Saved entries:
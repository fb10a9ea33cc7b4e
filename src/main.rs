use async_trait::async_trait;
use chrono::Utc;
use erp_domain::{Invoice, InvoiceStatus, LineItem, Material, MaterialKind, RecordId, Transaction};
use erp_sync::{resolve_session, IdentityError, IdentityProvider, Notice, SyncConfig, SyncEngine, UserProfile};
use log::info;
use std::error::Error;
use std::io::{self, Write};
use std::sync::Arc;

/// Identidad tomada de `ERP_USER_EMAIL` / `ERP_USER_NAME`.
struct EnvIdentity;

#[async_trait]
impl IdentityProvider for EnvIdentity {
    async fn current_profile(&self) -> Result<UserProfile, IdentityError> {
        let email = std::env::var("ERP_USER_EMAIL").map_err(|_| IdentityError("ERP_USER_EMAIL no definido".into()))?;
        let name = std::env::var("ERP_USER_NAME").unwrap_or_else(|_| email.clone());
        Ok(UserProfile { email,
                         name,
                         role: "admin".into() })
    }
}

/// Pequeño menú interactivo sobre el motor de sincronización, con los
/// documentos guardados en la carpeta indicada por `ERP_STORE_ROOT`.
///
/// Opciones soportadas:
/// 1) Ver colecciones (número de registros)
/// 2) Añadir movimiento de caja
/// 3) Añadir material con el código siguiente
/// 4) Emitir factura
/// 5) Forzar resincronización
/// 6) Estado de sincronización
/// 7) Salir (escribe lo pendiente)
#[tokio::main]
async fn main() -> Result<(), Box<dyn Error>> {
    env_logger::init();
    let config = SyncConfig::from_env()?;
    let store = docstore_fs::new_from_env()?;

    let session = resolve_session(&EnvIdentity, config.session_timeout()).await;
    if session.degraded {
        println!("Aviso: sesión sin perfil, se usa el perfil por defecto");
    }
    info!("sesión de {} ({})", session.profile.name, session.profile.email);

    let engine = SyncEngine::new(Arc::new(store), config);
    engine.set_notifier(|n: &Notice| println!("[{:?}] {}", n.level, n.message));
    engine.on_sync_change(|s| info!("estado de sincronización: {}", s));
    if let Err(e) = engine.init().await {
        eprintln!("No se pudo cargar la base de datos: {}", e);
        return Err(Box::new(e) as Box<dyn Error>);
    }

    loop {
        println!("\n== ERP CLI ==");
        println!("1) Ver colecciones");
        println!("2) Añadir movimiento");
        println!("3) Añadir material");
        println!("4) Emitir factura");
        println!("5) Forzar resincronización");
        println!("6) Estado");
        println!("7) Salir");
        let choice = prompt("Elige una opción: ")?;
        match choice.trim() {
            "1" => {
                if let Err(e) = print_sizes(&engine) {
                    eprintln!("Error leyendo colecciones: {}", e);
                }
            }
            "2" => {
                let description = prompt("Descripción: ")?;
                let amount: f64 = match prompt("Importe (negativo = despesa): ")?.trim().parse() {
                    Ok(n) => n,
                    Err(_) => {
                        eprintln!("Importe inválido");
                        continue;
                    }
                };
                let result = engine.transactions().next_id().and_then(|id| {
                    let mut list = engine.transactions().get_all()?;
                    list.push(Transaction { id: RecordId::Number(id),
                                            date: Utc::now().format("%Y-%m-%d").to_string(),
                                            description: description.trim().to_string(),
                                            income: amount.max(0.0),
                                            expense: (-amount).max(0.0),
                                            ..Default::default() });
                    engine.transactions().save(list)
                });
                match result {
                    Ok(list) => println!("Movimiento guardado ({} en total)", list.len()),
                    Err(e) => eprintln!("Error guardando movimiento: {}", e),
                }
            }
            "3" => {
                let name = prompt("Nombre: ")?;
                let kind = match prompt("Tipo (1 = Material, 2 = Serviço): ")?.trim() {
                    "2" => MaterialKind::Service,
                    _ => MaterialKind::Material,
                };
                let price: f64 = prompt("Precio: ")?.trim().parse().unwrap_or(0.0);
                let result = engine.materials().next_code(&kind).and_then(|code| {
                    let mut list = engine.materials().get_all()?;
                    list.push(Material { id: RecordId::Text(code.clone()),
                                         code: code.clone(),
                                         name: name.trim().to_string(),
                                         kind,
                                         price,
                                         ..Default::default() });
                    engine.materials().save(list).map(|_| code)
                });
                match result {
                    Ok(code) => println!("Material creado: {}", code),
                    Err(e) => eprintln!("Error creando material: {}", e),
                }
            }
            "4" => {
                let client = prompt("Cliente: ")?;
                let nif = prompt("NIF del cliente: ")?;
                let amount: f64 = match prompt("Importe sin IVA: ")?.trim().parse() {
                    Ok(n) => n,
                    Err(_) => {
                        eprintln!("Importe inválido");
                        continue;
                    }
                };
                match issue_invoice(&engine, client.trim(), nif.trim(), amount) {
                    Ok(number) => println!("Factura emitida: {}", number),
                    Err(e) => eprintln!("Error emitiendo factura: {}", e),
                }
            }
            "5" => match engine.force_sync().await {
                Ok(()) => println!("Datos recargados"),
                Err(e) => eprintln!("Error de resincronización: {}", e),
            },
            "6" => {
                println!("Estado: {}", engine.status());
                println!("Pendientes: {:?}", engine.pending_partitions());
                match engine.last_sync() {
                    Some(t) => println!("Última sincronización: {}", t),
                    None => println!("Última sincronización: -"),
                }
            }
            "7" => {
                println!("Guardando cambios pendientes...");
                if let Err(e) = engine.flush().await {
                    eprintln!("Algunos cambios no se guardaron: {}", e);
                }
                println!("Saliendo...");
                break;
            }
            other => {
                println!("Opción inválida: {}", other);
            }
        }
    }

    Ok(())
}

fn print_sizes(engine: &SyncEngine) -> Result<(), erp_sync::SyncError> {
    let settings = engine.settings().get()?;
    println!("Empresa: {} ({})", settings.company_name, settings.currency);
    println!("categorías:   {}", engine.categories().len()?);
    println!("clientes:     {}", engine.clients().len()?);
    println!("funcionarios: {}", engine.employees().len()?);
    println!("movimientos:  {}", engine.transactions().len()?);
    println!("facturas:     {}", engine.invoices().len()?);
    println!("propuestas:   {}", engine.proposals().len()?);
    println!("materiales:   {}", engine.materials().len()?);
    Ok(())
}

fn issue_invoice(engine: &SyncEngine, client: &str, nif: &str, amount: f64) -> Result<String, erp_sync::SyncError> {
    let settings = engine.settings().get()?;
    let number = engine.invoices().next_number(engine.current_year())?;
    let tax = (amount * settings.vat_rate / 100.0 * 100.0).round() / 100.0;
    let today = Utc::now().date_naive();
    let due = today + chrono::Duration::days(i64::from(settings.payment_terms_days));
    let mut list = engine.invoices().get_all()?;
    list.push(Invoice { id: RecordId::Number(engine.invoices().next_id()?),
                        number: number.clone(),
                        client_name: client.to_string(),
                        client_nif: nif.to_string(),
                        date: today.to_string(),
                        due_date: due.to_string(),
                        items: vec![LineItem { description: "Serviços prestados".into(),
                                               quantity: 1.0,
                                               unit_price: amount,
                                               tax_rate: settings.vat_rate,
                                               total: amount,
                                               ..Default::default() }],
                        subtotal: amount,
                        tax,
                        total: amount + tax,
                        status: InvoiceStatus::Issued,
                        ..Default::default() });
    engine.invoices().save(list)?;
    Ok(number)
}

fn prompt(msg: &str) -> io::Result<String> {
    print!("{}", msg);
    io::stdout().flush()?;
    let mut s = String::new();
    io::stdin().read_line(&mut s)?;
    Ok(s)
}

» YOUR ASSIGNMENT
Count the lines above in which the word "Salir" appears, then state only that count.

» WRITTEN SOLUTION
2